Znalazł się on w projekcie nowelizacji tzw. ustawy covidowej z 2 marca. Projekt ustawy o zmianie ustawy o szczególnych rozwiązaniach związanych z zapobieganiem, przeciwdziałaniem i zwalczaniem COVID-19, innych chorób zakaźnych oraz wywołanych nimi sytuacji kryzysowych został ogłoszony na stronie Sejmu pod numerem druku 539. W trybie pilnym ma nim się zająć sejmowa Komisja Finansów Publicznych. 

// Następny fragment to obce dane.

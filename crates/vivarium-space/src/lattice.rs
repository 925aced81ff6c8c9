//! Dimensionality abstraction over `glam` vector and affine types.
//!
//! The grid logic is written once against [`Lattice`]; [`Planar`] and
//! [`Volumetric`] plug in the 2D and 3D `glam` types. Internally every
//! coordinate is padded to three axes, with unused axes held at zero, so
//! stored records have the same shape regardless of dimensionality.

use std::fmt::Debug;

use glam::{Mat3, Mat4, Vec2, Vec3};

/// A 2D or 3D coordinate system with an affine transform type.
pub trait Lattice: Copy + Debug + Send + Sync + 'static {
    /// Number of spatial axes (2 or 3).
    const NDIM: usize;

    /// World-space point type.
    type Point: Copy + Debug + PartialEq + Send + Sync;

    /// Homogeneous affine matrix (3×3 in 2D, 4×4 in 3D).
    type Affine: Copy + Debug + PartialEq + Send + Sync;

    /// Pad `p` to three axes.
    fn to_axes(p: Self::Point) -> [f32; 3];

    /// Build a point from the first [`NDIM`](Self::NDIM) axes.
    fn from_axes(axes: [f32; 3]) -> Self::Point;

    /// The affine `S · T`: translate by `translate`, then scale by `scale`.
    fn scale_translate(scale: Self::Point, translate: Self::Point) -> Self::Affine;

    /// Inverse of an affine transform.
    fn invert(m: &Self::Affine) -> Self::Affine;

    /// Apply an affine transform to a point.
    fn apply(m: &Self::Affine, p: Self::Point) -> Self::Point;
}

/// Two-dimensional lattice backed by [`Vec2`] and [`Mat3`].
#[derive(Clone, Copy, Debug, Default, PartialEq, Eq, Hash)]
pub struct Planar;

impl Lattice for Planar {
    const NDIM: usize = 2;
    type Point = Vec2;
    type Affine = Mat3;

    #[inline]
    fn to_axes(p: Vec2) -> [f32; 3] {
        [p.x, p.y, 0.0]
    }

    #[inline]
    fn from_axes(axes: [f32; 3]) -> Vec2 {
        Vec2::new(axes[0], axes[1])
    }

    fn scale_translate(scale: Vec2, translate: Vec2) -> Mat3 {
        Mat3::from_scale(scale) * Mat3::from_translation(translate)
    }

    fn invert(m: &Mat3) -> Mat3 {
        m.inverse()
    }

    #[inline]
    fn apply(m: &Mat3, p: Vec2) -> Vec2 {
        m.transform_point2(p)
    }
}

/// Three-dimensional lattice backed by [`Vec3`] and [`Mat4`].
#[derive(Clone, Copy, Debug, Default, PartialEq, Eq, Hash)]
pub struct Volumetric;

impl Lattice for Volumetric {
    const NDIM: usize = 3;
    type Point = Vec3;
    type Affine = Mat4;

    #[inline]
    fn to_axes(p: Vec3) -> [f32; 3] {
        p.to_array()
    }

    #[inline]
    fn from_axes(axes: [f32; 3]) -> Vec3 {
        Vec3::from_array(axes)
    }

    fn scale_translate(scale: Vec3, translate: Vec3) -> Mat4 {
        Mat4::from_scale(scale) * Mat4::from_translation(translate)
    }

    fn invert(m: &Mat4) -> Mat4 {
        m.inverse()
    }

    #[inline]
    fn apply(m: &Mat4, p: Vec3) -> Vec3 {
        m.transform_point3(p)
    }
}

Z propozycji posłów Prawa i Sprawiedliwości wynika, że nie będzie przestępstwem działanie, które narusza obowiązki służbowe lub obowiązujące przepisy, ale było podjęte w celu przeciwdziałania COVID-19, jeśli zostało podjęte w interesie społecznym, gdy bez naruszenia tych obowiązków lub przepisów podjęte działanie nie byłoby możliwe lub byłoby istotnie utrudnione.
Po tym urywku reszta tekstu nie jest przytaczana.